Die is cast: EU Parliament votes end of ICE car in 2035

Europe has taken a historic step on Wednesday with the Parliament voting a ban on sales of new cars or vans with an internal combustion engine (ICE), including plug-in hybrids, from 2035 on. Only manufacturers selling less than 10 000 – mostly exclusive sports cars like Ferrari – can apply for a derogation for a multiannual CO2 reduction plan based on specific criteria.

E-fuels or plug-in hybrids will be no alternative to stretch the life expectancy of ICE cars. A proposal from the German Christian Democrat fraction, backed by the automotive industry, to leave a loophole for cars and vans emitting only 10% CO2 couldn’t find a majority.

Final decision by member states

It looks like the die is cast, but the member states still have to approve when they meet on June 28th. The end of the ICE car was part of eight proposals of the EU Commission’s ‘Fit for 55’ package.

But three of them, concerning the carbon emission market (ETS) reform for heavy polluters, were sent back for a ‘re-negotiation’ as greens and socialists voted against extending target dates. The Commission hopes to find a new consensus on this before the end of the year.

ACEA bites the bullet

ACEA, the European Automobile Manufacturers’ Association with headquarters in Brussels, says it “takes note of the European Parliament’s plenary vote on CO2 reduction targets for cars and vans.” It can live with most of the targets set but warns again that for this to happen, the charging infrastructure must follow the same pace.

The final enforcement of sales of zero-emission cars and vans only by 2035 is a somewhat bitter pill for them to swallow, despite most manufacturers have already decided to phase out ICE cars defacto from their lineup in Europe earlier.

Fully contributing to 2050 goals.

“The automobile industry will fully contribute to the goal of a carbon-neutral Europe in 2050. Our industry is in the midst of a wide push for electric vehicles, with new models arriving steadily. These are meeting customers’ demands and are driving the transition towards sustainable mobility,” stated Oliver Zipse, ACEA President and CEO of BMW.

ACEA is happy the 2025 target of reducing CO2 by -15% for cars and vans is maintained. Making it stricter would leave not enough time for the industry to adapt, considering development times for new vehicles.

Volatility and uncertainty

The 55% target for cars by 2030 (compared to a 2021 baseline) “is very challenging and would only be achievable with a huge increase in sales of electricallychargeable vehicles,” ACEA already said earlier. That’s even more, the case for the -50% CO2 reduction target for vans which will put tremendous pressure on small companies that heavily depend on them.

The total ban on ICE cars and vans in 2035 is something ACEA warns is dangerous to cast in stone already. “Given the volatility and uncertainty we are experiencing day-by-day globally, any long-term regulation going beyond this decade is premature at this early stage. Instead, a transparent review is needed halfway in order to define post-2030 targets.” ACEA proposes to make a round-up in 2028 and adjust accordingly if needed.

T&E applauds no e-fuels allowed

NGO and climate lobbying organization Transport & Environment, also based in Brussels, applauds the votes in the European Parliament. They were especially happy the MPs turning down the suggested loophole for synthetic fuels.

Synthetic fuels like e-methane and e-diesel are made from – preferably – green hydrogen and abated CO2 and can be burnt in a combustion engine. The greenhouse gas capture during production compensates for tailpipe CO2 emissions. Porsche is an investor in electric fuel production, saying more than 90% of all cars it ever built are still on the roads, but also Chinese giant Geely runs pilot projects.

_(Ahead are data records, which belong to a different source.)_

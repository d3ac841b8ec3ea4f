//! Rule scenarios played through the session entry point.

use cardtoe::{
    Blank, Cell, Color, ColorSlot, Mode, MoveError, MoveOutcome, Outcome, Phase, Placement,
    RankSlot, Session, Snapshot, check_automatic_draw,
};

fn active(first: Color) -> Session {
    let mut session = Session::new(Mode::Local);
    session.start(first);
    session
}

#[test]
fn test_scenario_a_place_on_empty_cell() {
    let mut session = active(Color::Green);
    let outcome = session.submit_move(5, "green-3-1").unwrap();
    assert_eq!(
        outcome,
        MoveOutcome::Continue {
            next: Color::Red,
            placement: Some(Placement::Placed)
        }
    );
    assert_eq!(
        session.board().get(5),
        Some(Cell::Occupied { rank: 3, owner: Color::Green })
    );
    assert_eq!(session.board().locked().count(), 0);
    assert_eq!(session.current_turn(), Color::Red);
}

#[test]
fn test_scenario_b_overwrite_needs_higher_rank() {
    let mut session = active(Color::Green);
    session.submit_move(5, "green-3-1").unwrap();

    let before = session.clone();
    assert_eq!(
        session.submit_move(5, "red-2-1"),
        Err(MoveError::RankTooLow { rank: 2, occupant: 3 })
    );
    assert_eq!(session, before);

    session.submit_move(5, "red-4-1").unwrap();
    assert_eq!(
        session.board().get(5),
        Some(Cell::Occupied { rank: 4, owner: Color::Red })
    );
    assert!(session.board().is_locked(5));
}

#[test]
fn test_scenario_c_locked_cell_refuses_any_rank() {
    let mut session = active(Color::Green);
    session.submit_move(5, "green-3-1").unwrap();
    session.submit_move(5, "red-4-1").unwrap();
    assert_eq!(session.submit_move(5, "green-5-1"), Err(MoveError::CellLocked(5)));
    assert_eq!(session.current_turn(), Color::Green);
}

#[test]
fn test_scenario_d_line_ends_game() {
    let mut session = active(Color::Green);
    for (index, card) in [
        (0, "green-1-1"),
        (4, "red-1-1"),
        (1, "green-1-2"),
        (5, "red-1-2"),
        (2, "green-2-1"),
        (6, "red-2-1"),
    ] {
        assert!(matches!(
            session.submit_move(index, card),
            Ok(MoveOutcome::Continue { .. })
        ));
    }
    let outcome = session.submit_move(3, "green-2-2").unwrap();
    assert_eq!(outcome, MoveOutcome::Ended(Outcome::Win { winner: Color::Green }));
    assert_eq!(session.phase(), Phase::Ended);
    assert_eq!(session.scores().green, 1);

    assert_eq!(session.submit_move(7, "red-2-2"), Err(MoveError::GameNotActive));
    assert_eq!(session.scores().total(), 1);
}

/// G G R R / R R G G / G G R R / R R G _ with every card spent except
/// `green-2-1`.
fn nearly_exhausted() -> Session {
    let mut snapshot = Snapshot::capture(&active(Color::Green));
    for i in 0..15 {
        let (row, col) = (i / 4, i % 4);
        let owner = if (row % 2 == 0) == (col < 2) { Color::Green } else { Color::Red };
        snapshot.board[i] = RankSlot::Rank(1);
        snapshot.stored_cell_colors[i] = ColorSlot::Color(owner);
    }
    snapshot.board[15] = RankSlot::Blank(Blank::Empty);
    if let Some(decks) = snapshot.player_decks.as_mut() {
        for card in decks.green.cards().to_vec() {
            if card.id != "green-2-1" {
                decks.green.mark_used(&card.id);
            }
        }
        for card in decks.red.cards().to_vec() {
            decks.red.mark_used(&card.id);
        }
    }
    snapshot.restore(Mode::Local, None).unwrap()
}

#[test]
fn test_scenario_e_automatic_draw_with_empty_cells() {
    let mut session = nearly_exhausted();
    assert!(!check_automatic_draw(session.board(), session.decks()));

    let outcome = session.submit_move(2, "green-2-1").unwrap();
    assert_eq!(outcome, MoveOutcome::Ended(Outcome::Draw { automatic: true }));
    assert!(session.board().is_empty(15));
    assert!(check_automatic_draw(session.board(), session.decks()));
    assert_eq!(session.scores().draws, 1);
}

#[test]
fn test_filling_last_cell_is_plain_draw() {
    let mut session = nearly_exhausted();
    let outcome = session.submit_move(15, "green-2-1").unwrap();
    assert_eq!(outcome, MoveOutcome::Ended(Outcome::Draw { automatic: false }));
    assert!(session.board().is_full());
}

#[test]
fn test_rejections_name_the_rule() {
    let mut session = active(Color::Red);
    assert_eq!(session.submit_move(16, "red-1-1"), Err(MoveError::OutOfBounds(16)));
    assert_eq!(
        session.submit_move(0, "purple-1-1"),
        Err(MoveError::UnknownCard("purple-1-1".to_string()))
    );
    assert!(matches!(
        session.submit_move(0, "green-1-1"),
        Err(MoveError::WrongColor { card: Color::Green, turn: Color::Red })
    ));
    session.submit_move(0, "red-1-1").unwrap();
    session.submit_move(1, "green-1-1").unwrap();
    assert_eq!(
        session.submit_move(2, "red-1-1"),
        Err(MoveError::CardAlreadyUsed("red-1-1".to_string()))
    );
    assert_eq!(session.submit_move(0, "red-5-1"), Err(MoveError::OwnCell(0)));
}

“E-fuels would reduce the CO2 emissions of a car bought in 2030 by just 5%, on average, over its lifetime compared to petrol, a new lifecycle analysis confirms. Burning synthetic fuels would also pump toxic NOx emissions into the air. Tests have shown that running a car on e-fuel is far more expensive compared to an electric vehicle. Producing e-fuels is also much less efficient than powering a battery-electric car,” T&E states.

Aviation will have to pay too

The aviation sector in Europe will no longer be able to avoid paying for its CO2 emissions for flights originating from within the EU. The Parliament voted with 479 against 130 to scrap the free emission rights the sector gets today – making out 80% of the total – by 2025. That’s two years earlier than the EU Commission had proposed.

The approved text proposes a limit of 50% of free emission rights by 2024 as an intermediate step. The Commission was leaner proposing gradual stepping up to 25% in 2024, 50% in 2025, and 75% in 2026 to reach 100% in 2027.

The EU Emissions Trading System will apply to all flights originating from one of the 27 EU member states, plus Norway, Iceland, and Lichtenstein. Not only with a destination within that area but also worldwide. It won’t apply to flights coming into Europe from non-EU countries.